The results of Table 14 and Table 15 show that the Bi-LSTM model outperforms other models according to the MSE model when using four input features, and GRU outperforms other models in Table 15 according to the MAPE metric; GRU also outperforms other models according to both metrics when using the additional two features. The results of Table 16 show that GRU outperforms other models according to both MSE and MAPE metrics. The CNN showed a high loss, but as shown in Table 17, this loss was mitigated after using the additional features. In general, all models showed a higher loss compared with other datasets because oil companies’ stock prices in nature are very volatile, which makes the prediction process harder for the models.
Table 2, Table 3, Table 4, Table 5, Table 6, Table 7, Table 8, Table 9, Table 10, Table 11, Table 12, Table 13, Table 14, Table 15, Table 16 and Table 17 show that no model continuously outperformed the other models; the results also highlight the fact that the new approach did improve the prediction accuracy of the models in most cases, especially the LSTM and Bi-LSTM models. The results also showed that most significant losses were related to Tesla due to its high adjusted closing price compared with other datasets; for example, the adjusted closing price for Tesla on 27 October 2021 was 1037.85, and Apple’s adjusted closing price on the same day was 148.85. This means that the big difference in loss is due to the high-adjusted closing price of Tesla; the results also show that the small-sized dataset of Snapchat did not create a loss problem, and it was as normal as the others. The results also show that the models achieved a high loss when predicting the price of the ExxonMobil dataset compared with other datasets due to the volatile nature of its stock prices. To have another perspective on the achieved results, visualizations have been utilized to clearly show the proposed effect of the approach. Figure 5 and Figure 6 show the validation results of both the standard and proposed approaches.
As shown in Figure 5 and Figure 6, the proposed approach decreased the loss of both the MSE and MAPE metrics in most cases. Bi-LSTM showed a considerable decrease in loss when utilizing the MSE metric, and both the CNN and GRU showed a good decrease in loss when utilizing the MAPE metric. Figure 7 and Figure 8 present the results’ visualization of the Tesla corporation when utilizing MSE and MAPE metrics. It is clear from this figure that the Bi-LSTM got the best MAPE measure value when the number of features is four, and the LSTM got the best MAPE value when the number of features is six.
As shown in Figure 7 and Figure 8, Bi-LSTM showed a big decrease in loss when utilizing the MSE metric, and a good decrease in loss when utilizing the MAPE metric with six features (new approach); the figures also showed that some in cases, the new approach did not make a difference, or it caused a slight increase in loss.
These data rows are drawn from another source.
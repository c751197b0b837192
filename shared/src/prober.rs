//! Server liveness prober.
//!
//! While offline the core POSTs to a well-known endpoint under the application
//! root. At most one probe request is outstanding; at most one probe schedule
//! is armed. Results are matched against the in-flight [`ProbeId`] so a late
//! answer to a probe that was abandoned (by a resume or a timeout) is dropped.

use serde::{Deserialize, Serialize};
use std::fmt;
use tracing::{debug, warn};
use url::Url;

use crate::capabilities::Capabilities;
use crate::config::ConfigError;
use crate::event::Event;
use crate::machine::{arm_timer, disarm_timer};
use crate::model::{Model, TimerPurpose};

pub const MAX_URL_LENGTH: usize = 2048;

#[derive(Debug, Clone, PartialEq, Eq, Hash, Serialize, Deserialize)]
pub struct ProbeEndpoint {
    url: String,
}

impl ProbeEndpoint {
    pub fn new(app_root: &str, path: &str) -> Result<Self, ConfigError> {
        let root = Self::validate_root(app_root)?;

        if path.is_empty() || path.starts_with('/') || path.contains("..") || path.contains("://") {
            return Err(ConfigError::InvalidEndpoint {
                url: path.to_string(),
                reason: "probe path must be a non-empty path relative to the application root"
                    .to_string(),
            });
        }

        let url = root.join(path).map_err(|e| ConfigError::InvalidEndpoint {
            url: path.to_string(),
            reason: e.to_string(),
        })?;

        Ok(Self {
            url: url.to_string(),
        })
    }

    pub fn as_str(&self) -> &str {
        &self.url
    }

    fn validate_root(app_root: &str) -> Result<Url, ConfigError> {
        let invalid = |reason: &str| ConfigError::InvalidEndpoint {
            url: Self::truncate_url(app_root),
            reason: reason.to_string(),
        };

        if app_root.trim().is_empty() {
            return Err(invalid("application root cannot be empty"));
        }

        if app_root.len() > MAX_URL_LENGTH {
            return Err(invalid("application root is too long"));
        }

        let mut parsed = Url::parse(app_root).map_err(|e| invalid(&e.to_string()))?;

        let scheme = parsed.scheme().to_lowercase();
        if scheme != "http" && scheme != "https" {
            return Err(invalid("only 'http' and 'https' are allowed"));
        }

        if parsed.host_str().is_none() {
            return Err(invalid("URL must have a host"));
        }

        if !parsed.username().is_empty() || parsed.password().is_some() {
            return Err(invalid("credentials in URL are not allowed"));
        }

        // Url::join replaces the last segment unless the root ends in a slash.
        if !parsed.path().ends_with('/') {
            let path = format!("{}/", parsed.path());
            parsed.set_path(&path);
        }
        parsed.set_query(None);
        parsed.set_fragment(None);

        Ok(parsed)
    }

    fn truncate_url(url: &str) -> String {
        if url.len() <= 100 {
            url.to_string()
        } else {
            let cut = (0..=100).rev().find(|i| url.is_char_boundary(*i)).unwrap_or(0);
            format!("{}...", &url[..cut])
        }
    }
}

impl fmt::Display for ProbeEndpoint {
    fn fmt(&self, f: &mut fmt::Formatter<'_>) -> fmt::Result {
        f.write_str(&self.url)
    }
}

#[derive(Debug, Clone, Copy, PartialEq, Eq, Hash, Serialize, Deserialize)]
pub struct ProbeId(pub u64);

impl fmt::Display for ProbeId {
    fn fmt(&self, f: &mut fmt::Formatter<'_>) -> fmt::Result {
        write!(f, "probe-{}", self.0)
    }
}

#[derive(Debug, Clone, PartialEq, Eq, Serialize, Deserialize)]
pub enum ProbeOutcome {
    /// Any 2xx.
    Alive,
    /// Server reachable, but answered with a non-2xx status.
    BadStatus(u16),
    /// Transport failure or timeout.
    Failed(String),
}

impl ProbeOutcome {
    pub fn from_status(status: u16) -> Self {
        if (200..300).contains(&status) {
            ProbeOutcome::Alive
        } else {
            ProbeOutcome::BadStatus(status)
        }
    }
}

pub fn classify(result: crux_http::Result<crux_http::Response<Vec<u8>>>) -> ProbeOutcome {
    match result {
        Ok(response) => ProbeOutcome::from_status(u16::from(response.status())),
        Err(crux_http::Error::Http(e)) => ProbeOutcome::BadStatus(u16::from(e.code)),
        Err(e) => ProbeOutcome::Failed(e.to_string()),
    }
}

#[derive(Debug, Default)]
pub struct Prober {
    endpoint: Option<ProbeEndpoint>,
    in_flight: Option<ProbeId>,
    next_id: u64,
}

impl Prober {
    pub fn new(endpoint: Option<ProbeEndpoint>) -> Self {
        Self {
            endpoint,
            ..Self::default()
        }
    }

    pub fn endpoint(&self) -> Option<&ProbeEndpoint> {
        self.endpoint.as_ref()
    }

    pub fn in_flight(&self) -> Option<ProbeId> {
        self.in_flight
    }

    /// Reserve the next probe. `None` while another probe is outstanding or
    /// when no endpoint is configured.
    fn begin(&mut self) -> Option<(ProbeId, String)> {
        if self.in_flight.is_some() {
            return None;
        }
        let url = self.endpoint.as_ref()?.as_str().to_string();
        self.next_id = self.next_id.wrapping_add(1);
        let id = ProbeId(self.next_id);
        self.in_flight = Some(id);
        Some((id, url))
    }

    /// Returns `true` if `id` was the outstanding probe.
    pub fn settle(&mut self, id: ProbeId) -> bool {
        if self.in_flight == Some(id) {
            self.in_flight = None;
            true
        } else {
            false
        }
    }

    pub fn abandon(&mut self) -> Option<ProbeId> {
        self.in_flight.take()
    }
}

/// Issue one probe now, unless one is already outstanding.
pub(crate) fn probe_now(model: &mut Model, caps: &Capabilities) {
    let Some((probe, url)) = model.prober.begin() else {
        if model.prober.endpoint().is_none() {
            warn!("liveness probe skipped: no probe endpoint configured");
        } else {
            debug!("liveness probe skipped: one already in flight");
        }
        return;
    };

    debug!(%probe, %url, "sending liveness probe");
    caps.http.post(&url).send(move |result| Event::ProbeCompleted {
        probe,
        outcome: classify(result),
    });

    let timeout = model.config.probe_timeout();
    arm_timer(model, caps, TimerPurpose::ProbeTimeout, timeout);
}

/// (Re)arm the repeating probe schedule; any previous schedule is replaced.
pub(crate) fn restart_schedule(model: &mut Model, caps: &Capabilities) {
    let interval = model.config.probe_timeout();
    arm_timer(model, caps, TimerPurpose::Probe, interval);
}

/// Cancel the schedule and forget the outstanding probe, whose response will
/// then be ignored.
pub(crate) fn stop(model: &mut Model, caps: &Capabilities) {
    disarm_timer(model, caps, TimerPurpose::Probe);
    disarm_timer(model, caps, TimerPurpose::ProbeTimeout);
    if let Some(probe) = model.prober.abandon() {
        debug!(%probe, "abandoned in-flight probe");
    }
}
//! Connectivity state machine.
//!
//! Two states, [`ConnectivityState::Online`] and [`ConnectivityState::Offline`].
//! All mutation of the connectivity pair (`state`, `last_offline_event`)
//! happens here, called from `App::update` one event at a time. The offline
//! view is driven through its trait object and has no way back into the
//! machine, so a transition never re-enters another one.

use std::time::Duration;
use tracing::{debug, info, instrument};

use crate::activation::{ActivationEvent, ActivationReason, ACTIVATED_BY_REQUEST};
use crate::capabilities::{Capabilities, ConnectivityNotice};
use crate::event::Event;
use crate::model::{ConnectivityState, Model, TimerPurpose};
use crate::prober;
use crate::signal::NetworkSignal;
use crate::view::ViewContext;

/// Start a timer for `purpose`, cancelling the one it replaces.
pub(crate) fn arm_timer(
    model: &mut Model,
    caps: &Capabilities,
    purpose: TimerPurpose,
    after: Duration,
) {
    let (id, previous) = model.timers.arm(purpose);
    if let Some(previous) = previous {
        caps.timer.cancel(previous);
    }
    debug!(%id, ?purpose, ?after, "timer armed");
    caps.timer.start(id, after, Event::TimerElapsed);
}

/// No-op when nothing is armed for `purpose`.
pub(crate) fn disarm_timer(model: &mut Model, caps: &Capabilities, purpose: TimerPurpose) {
    if let Some(id) = model.timers.disarm(purpose) {
        debug!(%id, ?purpose, "timer cancelled");
        caps.timer.cancel(id);
    }
}

#[instrument(level = "debug", skip(model, caps), fields(reason = %event.reason()))]
pub(crate) fn go_offline(model: &mut Model, caps: &Capabilities, event: ActivationEvent) {
    let duplicate = model.state == ConnectivityState::Offline
        && model
            .last_offline_event
            .as_ref()
            .is_some_and(|last| last.same_reason(&event));
    if duplicate {
        debug!("already offline for this reason");
        return;
    }

    info!(detail = event.message(), "network offline");
    model.state = ConnectivityState::Offline;
    model.view.activate(&event);
    model.last_offline_event = Some(event.clone());

    if model.forced_offline {
        prober::stop(model, caps);
    } else {
        start_offline_probing(model, caps);
    }

    if model.host.is_some() {
        caps.host.set_application_running(false);
        caps.host.broadcast(ConnectivityNotice::Offline { event });
    }

    caps.render.render();
}

/// Shorten the probe cadence: the host heartbeat when a host is attached,
/// our own probe schedule otherwise.
fn start_offline_probing(model: &mut Model, caps: &Capabilities) {
    let interval = model.config.offline_interval();
    match model.host.as_mut() {
        Some(host) => {
            if host.restore.is_none() {
                host.restore = Some(host.heartbeat);
            }
            host.heartbeat = interval;
            debug!(?interval, "host heartbeat redirected");
            caps.host.set_heartbeat_interval(interval);
        }
        None => prober::restart_schedule(model, caps),
    }
}

#[instrument(level = "debug", skip(model, caps))]
pub(crate) fn resume(model: &mut Model, caps: &Capabilities) {
    if model.forced_offline {
        debug!("resume ignored: forced offline");
        return;
    }
    if model.state == ConnectivityState::Online {
        debug!("resume ignored: already online");
        return;
    }

    prober::stop(model, caps);

    let ctx = ViewContext {
        host_started: model.host.is_some(),
    };
    if !model.view.deactivate(&ctx) {
        info!("offline view kept the surface, staying offline");
        caps.render.render();
        return;
    }

    info!("network back online");
    model.state = ConnectivityState::Online;
    model.last_offline_event = None;

    if let Some(host) = model.host.as_mut() {
        caps.host.set_application_running(true);
        if let Some(interval) = host.restore.take() {
            host.heartbeat = interval;
            debug!(?interval, "host heartbeat restored");
            caps.host.set_heartbeat_interval(interval);
        }
        caps.host.broadcast(ConnectivityNotice::Online);
    }

    caps.render.render();
}

pub(crate) fn apply_signal(model: &mut Model, caps: &Capabilities, signal: NetworkSignal) {
    match signal {
        NetworkSignal::Down(reason) => go_offline(model, caps, ActivationEvent::for_reason(reason)),
        NetworkSignal::Up => resume(model, caps),
        NetworkSignal::Uncertain => {
            if model.forced_offline {
                debug!("uncertain connectivity ignored: forced offline");
            } else {
                prober::probe_now(model, caps);
            }
        }
    }
}

pub(crate) fn force_offline(model: &mut Model, caps: &Capabilities) {
    info!("going offline due to a force offline call");
    model.forced_offline = true;
    crate::persistence::store(caps, true);
    prober::stop(model, caps);
    go_offline(model, caps, ACTIVATED_BY_REQUEST);
}

pub(crate) fn force_online(model: &mut Model, caps: &Capabilities) {
    info!("going online due to a force online call");
    model.forced_offline = false;
    crate::persistence::store(caps, false);
    disarm_timer(model, caps, TimerPurpose::ForcedReactivation);
    resume(model, caps);
}

/// Treat a status reported by the server (probe or heartbeat) as liveness.
pub(crate) fn server_answered(model: &mut Model, caps: &Capabilities, status: u16, what: &str) {
    if (200..300).contains(&status) {
        resume(model, caps);
    } else {
        let event = ActivationEvent::new(
            ActivationReason::BadResponse,
            format!("The server answered the {what} with status {status}."),
        );
        go_offline(model, caps, event);
    }
}
use serde::{Deserialize, Serialize};
use std::time::Duration;
use thiserror::Error;

use crate::prober::ProbeEndpoint;

pub const DEFAULT_APP_ROOT: &str = "http://localhost:8080/";
pub const DEFAULT_PROBE_PATH: &str = "PING";
pub const DEFAULT_PROBE_TIMEOUT_SECS: u32 = 30;
pub const DEFAULT_FALLBACK_POLL_SECS: u32 = 30;
pub const DEFAULT_REQUEST_TIMEOUT_SECS: u32 = 30;
pub const DEFAULT_FORCED_REACTIVATION_DELAY_MS: u64 = 1000;
pub const MAX_TIMEOUT_SECS: u32 = 300;

#[derive(Debug, Error)]
pub enum ConfigError {
    #[error("invalid probe endpoint '{url}': {reason}")]
    InvalidEndpoint { url: String, reason: String },

    #[error("probe timeout must be between 1 and {max} seconds, got {secs}")]
    InvalidTimeout { secs: u32, max: u32 },

    #[error("fallback poll interval cannot be zero")]
    ZeroPollInterval,

    #[error("config parse error: {0}")]
    Parse(#[from] serde_json::Error),
}

/// Heartbeat cadence of the host connection, or of our own probe.
#[derive(Debug, Clone, Copy, PartialEq, Eq, Serialize, Deserialize)]
#[serde(rename_all = "snake_case")]
pub enum HeartbeatInterval {
    Every { secs: u32 },
    Disabled,
}

impl HeartbeatInterval {
    /// Hosts report heartbeat intervals as seconds with a negative sentinel for
    /// "disabled".
    pub fn from_host_secs(secs: i32) -> Self {
        match u32::try_from(secs) {
            Ok(secs) => HeartbeatInterval::Every { secs },
            Err(_) => HeartbeatInterval::Disabled,
        }
    }
}

#[derive(Debug, Clone, PartialEq, Eq, Serialize, Deserialize)]
#[serde(default)]
pub struct ConnectivityConfig {
    /// Root URL of the online application; the probe path is resolved against it.
    pub app_root: String,
    pub probe_path: String,
    /// Probe request timeout, and the probe/heartbeat interval while offline.
    pub probe_timeout_secs: u32,
    /// `None` disables the periodic platform re-check.
    pub fallback_poll_secs: Option<u32>,
    /// `None` disables host request-timeout tracking.
    pub request_timeout_secs: Option<u32>,
    pub forced_reactivation_delay_ms: u64,
}

impl Default for ConnectivityConfig {
    fn default() -> Self {
        Self {
            app_root: DEFAULT_APP_ROOT.to_string(),
            probe_path: DEFAULT_PROBE_PATH.to_string(),
            probe_timeout_secs: DEFAULT_PROBE_TIMEOUT_SECS,
            fallback_poll_secs: Some(DEFAULT_FALLBACK_POLL_SECS),
            request_timeout_secs: Some(DEFAULT_REQUEST_TIMEOUT_SECS),
            forced_reactivation_delay_ms: DEFAULT_FORCED_REACTIVATION_DELAY_MS,
        }
    }
}

impl ConnectivityConfig {
    pub fn from_json(json: &str) -> Result<Self, ConfigError> {
        let config: Self = serde_json::from_str(json)?;
        config.validate()?;
        Ok(config)
    }

    pub fn validate(&self) -> Result<(), ConfigError> {
        if self.probe_timeout_secs == 0 || self.probe_timeout_secs > MAX_TIMEOUT_SECS {
            return Err(ConfigError::InvalidTimeout {
                secs: self.probe_timeout_secs,
                max: MAX_TIMEOUT_SECS,
            });
        }
        if self.fallback_poll_secs == Some(0) {
            return Err(ConfigError::ZeroPollInterval);
        }
        self.probe_endpoint()?;
        Ok(())
    }

    pub fn probe_endpoint(&self) -> Result<ProbeEndpoint, ConfigError> {
        ProbeEndpoint::new(&self.app_root, &self.probe_path)
    }

    pub fn probe_timeout(&self) -> Duration {
        Duration::from_secs(u64::from(self.probe_timeout_secs))
    }

    /// Interval used for probing and for the host heartbeat while offline.
    pub fn offline_interval(&self) -> HeartbeatInterval {
        HeartbeatInterval::Every {
            secs: self.probe_timeout_secs,
        }
    }

    pub fn fallback_poll(&self) -> Option<Duration> {
        self.fallback_poll_secs
            .map(|secs| Duration::from_secs(u64::from(secs)))
    }

    pub fn request_timeout(&self) -> Option<Duration> {
        self.request_timeout_secs
            .map(|secs| Duration::from_secs(u64::from(secs)))
    }

    pub fn forced_reactivation_delay(&self) -> Duration {
        Duration::from_millis(self.forced_reactivation_delay_ms)
    }
}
Figure 9 and Figure 10 show the visualization results of the Snapchat corporation.
As shown in Figure 9 and Figure 10, the new approach caused a decrease in loss in some cases, and a noticeable increase in loss in other cases. This noticeable increase might be due to the small-sized dataset of Snapchat. From Figure 9, we can see that the MLP method, when used on the Snapchat dataset, got the best results in terms of MSE when using both the four-feature set and the six-feature set. Figure 11 and Figure 12 show the visualization results of the ExxonMobil Corporation. From Figure 10, we can also see that the MLP method, when used on the Snapchat dataset, got the best results in terms of MAPE when using the six-feature set, and the CNN-LSTM method, when used on the Snapchat dataset, got the best results in terms of MAPE using the four-feature set.
Figure 11 and Figure 12 show that the new approach was usually beneficial in terms of decreasing the loss of the MSE and the MAPE metrics. The results in Figure 11 and Figure 12 show that the CNN model benefited the most in comparison to other models. From Figure 11, we can also see that the CNN method, when used on the ExxonMobil dataset, got the best results according to the MAPE metric when using the four-feature set, and with regard to the CNN-LSTM method, when used on the ExxonMobil dataset, it got the best results according to the MAPE metric when using the four-feature set.
Finally, the proposed new approach showed promising results that could help create better and more accurate stock predictions; however, it is not perfect, and in some cases, it could lead to a slight increase in loss, but as with any new technique, the proposed approach needs more research. By adding these essential features, we increased the algorithm’s effectiveness in each area. Automatically selected features are an essential collection of techniques to use when preparing the dataset. In this work, we learned about feature selection, the advantages of primary feature classification, and how to use these techniques to their full potential.

5. Discussion

In this section, the relation between deep learning-based stock price forecasting methods and open innovation is presented.
Little research has focused on projecting daily stock market returns, especially when utilizing vital machine learning approaches such as deep neural networks (DNNs) [80,81]. The operations of these created economic models require two-factor and three-factor financial analysis to examine the dynamics of the company’s profitability [82,83]. The suggested model in [84] is based on the convergence of deterministic financial analysis methods that are included in the DuPont model, and simulation methods that allow analysis with random components. A good prediction of a stock’s future price might provide significant profit. When projecting stock trends in prior years, many methodologies were used [44,47].

6. Conclusions

6.1. Implication

Predicting the future has been a dream for most economies and people due to the benefits that it may bring. Predicting stock price movements will also benefit those interested in researching stock market prediction. Artificial intelligence will present researchers with forecasts that are more accurate than ever. It will also become more accurate as technology and algorithms become more advanced over time. The results of this study reveal that the new technique of using six variables (High, Low, Open, Volume, HiLo, and OpSe) improves the models’ outcomes, showing fewer losses compared with the original approach, which utilizes the original feature-set (High, Low, Open, Volume). The paper also showed that LSTM-based models improved much more using the new approach, even though all models showed a comparative result wherein no model showed far better results or continuously outperformed the other models; thus, overall, feature engineering proved to benefit the models. It is proven that feature engineering should be considered as an essential step in terms of designing better learning models. In this work, we learned about feature selection, the advantages of primary feature classification, and how to use these techniques to their full potential.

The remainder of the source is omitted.